Dataset entries:

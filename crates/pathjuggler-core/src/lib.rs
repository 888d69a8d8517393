//! Outline data model shared by the path juggling crates.
//!
//! A [`Font`] holds [`Glyph`]s, each glyph holds one [`Layer`] per interpolation master (plus
//! bracket, brace and backup layers), and each layer holds an ordered list of [`Shape`]s. Only
//! [`Path`] shapes take part in compatibility work; components ride along untouched.

pub mod error;
pub mod layer;
pub mod node;
pub mod path;

pub use error::ModelError;
pub use kurbo::{Point, Rect};
pub use layer::{Component, Font, Glyph, Layer, LayerKind, Shape};
pub use node::{Node, NodeKind};
pub use path::{Path, Winding};
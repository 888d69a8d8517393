use std::fmt;
use std::process::ExitCode;

#[derive(Debug, Clone, Copy, PartialEq, Eq)]
pub enum ErrorCode {
    /// CLI usage error (missing args, invalid flags).
    Usage = 1,
    /// Input error (missing file, invalid YAML/JSON glyph data or settings).
    Input = 2,
    /// Processing error (batch aborted, output could not be written).
    Processing = 3,
    /// The batch completed with warnings and `--strict` was given.
    Warnings = 4,
}

impl From<ErrorCode> for ExitCode {
    fn from(code: ErrorCode) -> Self {
        ExitCode::from(code as u8)
    }
}

#[derive(Debug)]
pub struct CliError {
    pub code: ErrorCode,
    pub message: String,
}

impl CliError {
    pub fn usage(message: impl Into<String>) -> Self {
        Self {
            code: ErrorCode::Usage,
            message: message.into(),
        }
    }

    pub fn input(message: impl Into<String>) -> Self {
        Self {
            code: ErrorCode::Input,
            message: message.into(),
        }
    }

    pub fn processing(message: impl Into<String>) -> Self {
        Self {
            code: ErrorCode::Processing,
            message: message.into(),
        }
    }

    pub fn warnings(count: usize) -> Self {
        Self {
            code: ErrorCode::Warnings,
            message: format!("{count} warning(s) reported"),
        }
    }
}

impl fmt::Display for CliError {
    fn fmt(&self, f: &mut fmt::Formatter<'_>) -> fmt::Result {
        write!(f, "{}", self.message)
    }
}

impl std::error::Error for CliError {}
use serde::{Deserialize, Serialize};
use thiserror::Error;

pub const DEFAULT_TOLERANCE: f64 = 60.0;
pub const DEFAULT_HORIZONTAL_TOLERANCE: f64 = 15.0;
pub const DEFAULT_MAX_MISMATCHES: u32 = 0;
pub const DEFAULT_SUPPRESS_OUTPUT: usize = 20;

#[derive(Debug, Error)]
pub enum SettingsError {
    #[error("failed to parse settings YAML: {0}")]
    Yaml(#[from] serde_yaml::Error),

    #[error("failed to parse settings JSON: {0}")]
    Json(#[from] serde_json::Error),

    #[error("{name} must be a finite, non-negative angle in degrees (got {value})")]
    InvalidTolerance { name: &'static str, value: f64 },
}

/// Tuning knobs shared by every algorithm for the duration of one command.
#[derive(Debug, Clone, PartialEq, Serialize, Deserialize)]
#[serde(default, deny_unknown_fields)]
pub struct Settings {
    /// Maximum bearing difference, in degrees, for two segments to count as the same stroke.
    pub tolerance: f64,
    /// Applies instead of `tolerance` when either segment is exactly horizontal.
    pub horizontal_tolerance: f64,
    /// Consecutive mismatched segments allowed before two paths are incompatible.
    pub max_mismatches: u32,
    /// Selections larger than this only report warnings and a summary.
    pub suppress_output: usize,
    /// Skip short seam segments that vanish when overlaps are removed.
    pub ignore_overlap: bool,
    /// Compare 16-way compass buckets instead of continuous bearings.
    pub use_compass: bool,
    /// Skip line segments that form a consistent corner turn in both paths.
    pub ignore_corners: bool,
}

impl Default for Settings {
    fn default() -> Self {
        Self {
            tolerance: DEFAULT_TOLERANCE,
            horizontal_tolerance: DEFAULT_HORIZONTAL_TOLERANCE,
            max_mismatches: DEFAULT_MAX_MISMATCHES,
            suppress_output: DEFAULT_SUPPRESS_OUTPUT,
            ignore_overlap: true,
            use_compass: false,
            ignore_corners: false,
        }
    }
}

impl Settings {
    pub fn from_yaml_str(s: &str) -> Result<Self, SettingsError> {
        let settings: Settings = serde_yaml::from_str(s)?;
        settings.validate()?;
        Ok(settings)
    }

    pub fn from_json_str(s: &str) -> Result<Self, SettingsError> {
        let settings: Settings = serde_json::from_str(s)?;
        settings.validate()?;
        Ok(settings)
    }

    pub fn validate(&self) -> Result<(), SettingsError> {
        for (name, value) in [
            ("tolerance", self.tolerance),
            ("horizontal_tolerance", self.horizontal_tolerance),
        ] {
            if !value.is_finite() || value < 0.0 {
                return Err(SettingsError::InvalidTolerance { name, value });
            }
        }
        Ok(())
    }
}

#[cfg(test)]
mod tests {
    use super::*;

    #[test]
    fn partial_file_keeps_defaults() {
        let s = Settings::from_yaml_str("tolerance: 30\nignore_overlap: false\n").unwrap();
        assert_eq!(s.tolerance, 30.0);
        assert!(!s.ignore_overlap);
        assert_eq!(s.horizontal_tolerance, DEFAULT_HORIZONTAL_TOLERANCE);
        assert_eq!(s.suppress_output, DEFAULT_SUPPRESS_OUTPUT);
    }

    #[test]
    fn json_settings_are_accepted() {
        let s = Settings::from_json_str(r#"{"max_mismatches": 2}"#).unwrap();
        assert_eq!(s.max_mismatches, 2);
        assert_eq!(s.tolerance, DEFAULT_TOLERANCE);
    }

    #[test]
    fn rejects_negative_tolerance() {
        let err = Settings::from_yaml_str("horizontal_tolerance: -1\n").unwrap_err();
        assert!(matches!(
            err,
            SettingsError::InvalidTolerance {
                name: "horizontal_tolerance",
                ..
            }
        ));
    }

    #[test]
    fn rejects_unknown_keys() {
        assert!(matches!(
            Settings::from_yaml_str("tolerence: 10\n"),
            Err(SettingsError::Yaml(_))
        ));
    }
}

Problem requirements ▸ Starting with the first line of the records, repeat every line up to and including the one containing "args, invalid flags).", and nothing else.

Expected answer ▸
filename crates/pathjuggler-core/src/lib.rs
repository 888d69a8d8517393
//! Outline data model shared by the path juggling crates.
//!
//! A [`Font`] holds [`Glyph`]s, each glyph holds one [`Layer`] per interpolation master (plus
//! bracket, brace and backup layers), and each layer holds an ordered list of [`Shape`]s. Only
//! [`Path`] shapes take part in compatibility work; components ride along untouched.

pub mod error;
pub mod layer;
pub mod node;
pub mod path;

pub use error::ModelError;
pub use kurbo::{Point, Rect};
pub use layer::{Component, Font, Glyph, Layer, LayerKind, Shape};
pub use node::{Node, NodeKind};
pub use path::{Path, Winding};
repository 888d69a8d8517393
use std::fmt;
use std::process::ExitCode;

#[derive(Debug, Clone, Copy, PartialEq, Eq)]
pub enum ErrorCode {
    /// CLI usage error (missing args, invalid flags).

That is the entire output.